この崖は佐備川の中位河岸段丘面に当たるところで、比高が11mもあります。(本殿の標高81.7m、下の鳥居の標高71.2m)
社伝では平安時代前期の天安2年(858)創建といいます。
ここ旧石川郡佐備郷(現在の東条地区の一部)は平安中期に編纂された「倭名類聚抄」に出てくる古くからの郷名で、その後元慶2年(883)の観心寺勘録資材帳では「佐備荘」と出てきます。
中世になると、南北朝時代の騒乱に巻き込まれます。
つまり、正平3年(1348)高師泰が東条を攻めて、彼方、佐美(佐備)の谷口の所々合戦ありと、和田助氏軍忠状にあります。
また、多田院御家人森本為時軍忠状では貞和5年(1349=正平4)4月佐美(佐備)谷合戦の記述があります。
正平7年(1352)後村上天皇(南朝)、東条に行幸
正平7年(1352)光厳・光明・崇光上皇(北朝)ら、東条へ遷幸
正平15年(1360)、佐美谷で合戦(田代顕綱軍忠状) など動きが大きいです。
本殿に奉納された清酒とお米。ここの本殿はもともときらびやかな色彩であったようです。
その後室町時代の応仁の乱(1467)前後に、畠山の内紛にも巻き込まれます。
おもに舞台は嶽山城(龍泉寺城)と金胎寺城になりますが、以下のような史料が見えます。

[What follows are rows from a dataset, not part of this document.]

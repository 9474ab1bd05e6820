use tokio_util::sync::CancellationToken;
use tracing::{debug, warn};

use crate::{
    dto::poll::PollResponse,
    error::ServiceError,
    services::game_service::game_key,
    state::{
        SharedState,
        game::{GAME_PARTITION, Game},
    },
};

/// Park until the game moves past `known`, the poll timeout elapses or `cancel` fires.
///
/// A wait that sees no local notification falls back to the stored version,
/// which catches writes made by other processes.
pub async fn poll(
    state: &SharedState,
    instance: &str,
    known: u64,
    cancel: &CancellationToken,
) -> Result<PollResponse, ServiceError> {
    let key = game_key(instance)?;
    let mut latest = state
        .versions()
        .wait_for_update(&key, known, state.config().poll_timeout, cancel)
        .await;

    if latest <= known && !cancel.is_cancelled() {
        latest = latest.max(stored_version(state, &key).await);
    }

    debug!(game = %key, known, latest, "poll finished");
    Ok(PollResponse::new(known, latest))
}

async fn stored_version(state: &SharedState, key: &str) -> u64 {
    let entities = match state.entities().await {
        Ok(entities) => entities,
        Err(_) => return 0,
    };
    match entities.get::<Game>(GAME_PARTITION, key).await {
        Ok(game) => game.map(|game| game.version).unwrap_or(0),
        Err(err) => {
            warn!(game = %key, error = %err, "failed to read stored version after poll");
            0
        }
    }
}

#[cfg(test)]
mod tests {
    use std::time::Duration;

    use tokio::time::{Instant, sleep};

    use super::*;
    use crate::{
        config::AppConfig,
        dao::Stores,
        services::game_service::{GameCommand, execute},
        state::AppState,
    };

    async fn ready_state(poll_timeout: Duration) -> SharedState {
        let state = AppState::new(AppConfig {
            poll_timeout,
            ..AppConfig::default()
        });
        state.install_stores(Stores::in_memory("locks")).await;
        state
    }

    #[tokio::test(start_paused = true)]
    async fn flush_wakes_a_parked_poll() {
        let state = ready_state(Duration::from_secs(5)).await;
        let writer = state.clone();
        tokio::spawn(async move {
            sleep(Duration::from_secs(1)).await;
            execute(&writer, "demo", GameCommand::Create).await.unwrap();
        });

        let started = Instant::now();
        let response = poll(&state, "demo", 0, &CancellationToken::new())
            .await
            .unwrap();

        assert_eq!(response, PollResponse::new(0, 1));
        assert!(response.has_update);
        let elapsed = started.elapsed();
        assert!(
            elapsed >= Duration::from_secs(1) && elapsed < Duration::from_millis(1_100),
            "elapsed {elapsed:?}"
        );
    }

    #[tokio::test(start_paused = true)]
    async fn quiet_game_times_out_without_update() {
        let state = ready_state(Duration::from_secs(2)).await;
        let response = poll(&state, "demo", 3, &CancellationToken::new())
            .await
            .unwrap();
        assert_eq!(response, PollResponse::new(3, 3));
    }

    #[tokio::test(start_paused = true)]
    async fn stored_version_covers_writes_not_seen_locally() {
        let state = ready_state(Duration::from_secs(1)).await;
        let stores = state.stores().await.unwrap();

        // A second process sharing the same backend.
        let other = AppState::new(AppConfig::default());
        other.install_stores(stores).await;
        execute(&other, "demo", GameCommand::Create).await.unwrap();

        let response = poll(&state, "demo", 0, &CancellationToken::new())
            .await
            .unwrap();
        assert_eq!(response, PollResponse::new(0, 1));
    }
}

長禄4年(1460)畠山義就 嶽山城布陣(大乗院寺社雑事記)
寛正3年(1462)嶽山城の攻防、金胎寺城落城。(同)
寛正4年(1463)嶽山城落城。(同)
文正元年(1466)嶽山城で合戦。(同)
文明9年(1477)嶽山城で合戦。(同)
永正4年(1507)畠山尚順、嶽山城の畠山義英を囲む。(多聞院日記)
戦国期は大きな戦乱には見舞われなかったようです。
幕末は膳所藩本多氏の所領で、佐備全体で1001石の石高でした。
昭和32年(1957)に東条村(佐備・竜泉・甘南備)は富田林市に最後に編入されました。
佐備谷は旧石川郡で、山の西側は旧錦部郡になります。
佐備地区は現在下佐備、中佐備、上佐備地区で構成されており、佐備神社に宮入りする地車もそれぞれ合わせて3台です。
佐備神社の歴史を物語る楠の大樹。
佐備神社は富田林市の保存樹林に指定されています。(4600㎡ サカキ、クスノキなど)

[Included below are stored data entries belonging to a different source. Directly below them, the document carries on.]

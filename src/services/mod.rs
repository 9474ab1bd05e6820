/// OpenAPI documentation generation.
pub mod documentation;
/// Game mutations under the per-game lock.
pub mod game_service;
/// Health check service.
pub mod health_service;
/// Long-poll on game versions.
pub mod polling_service;
/// Storage connection supervision and degraded mode.
pub mod storage_supervisor;
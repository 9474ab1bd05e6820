mod config;
mod connection;
mod error;
mod models;
mod store;

pub use config::MongoConfig;
pub use error::MongoDaoError;
pub use store::MongoStore;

〈富田林市の保存樹木および保存樹林はここをクリックしてください〉
☆「富田林市緑の基本計画」 H19(2007) 富田林市より
明治の終わりごろ、佐備神社を合祀から救った東寅吉翁の頌徳(しょうとく)碑。
境内にあるこの瓦器の祠には石ころがたくさん詰め込まれています。おもに砂岩の丸い川原石が多いようです。これはおそらく民衆信仰の賽の神かと思われます。
同様の祠が河内・和泉に散在しますのでご紹介します。
神社横の下佐備集会所にある賽の神祠
ここは砂岩の丸い川原石が1個だけ置かれています。この形の祠もときどき見られます。
賽の神については以下のブログでご紹介しております。
初詣 春日神社2023 2023.1.6 ブログ中ほど
また、お地蔵さんの敷石の賽の神を周辺地域よりみていただきます。
〈伏見堂 西野々古墳 4号墳(円墳)の墳丘上の祠〉 〈伏見堂地蔵祠〉
〈河内長野 西代神社〉 〈河内長野市喜多町 地蔵祠〉 〈河内長野本町地蔵祠〉
〈河内長野市原町 割坂地蔵祠〉 〈河内長野市市町 孝子地蔵祠〉
〈廿山地蔵・太神宮灯籠・牛滝さん 地蔵祠〉*現在は改装されて見られません。
下佐備の集会所の地車庫の脇にある力石と思われる石。
力石については富田林百景 館内活動(2021.12.14)の資料をご覧ください。
〈画面をクリックすると拡大します〉
なお、個々の写真は以下の通りです。
〈五軒家 牛頭天王社〉 〈中佐備 地蔵祠裏〉 〈毛人谷 西口地蔵裏〉
〈廿山 太神宮灯籠・牛滝さん・地蔵祠〉☆現在改装されて見られません。
関連記事:初詣 春日神社2023 2023.1.6
写真撮影:2023年1月2日
2023年1月9日 (HN:アブラコウモリH )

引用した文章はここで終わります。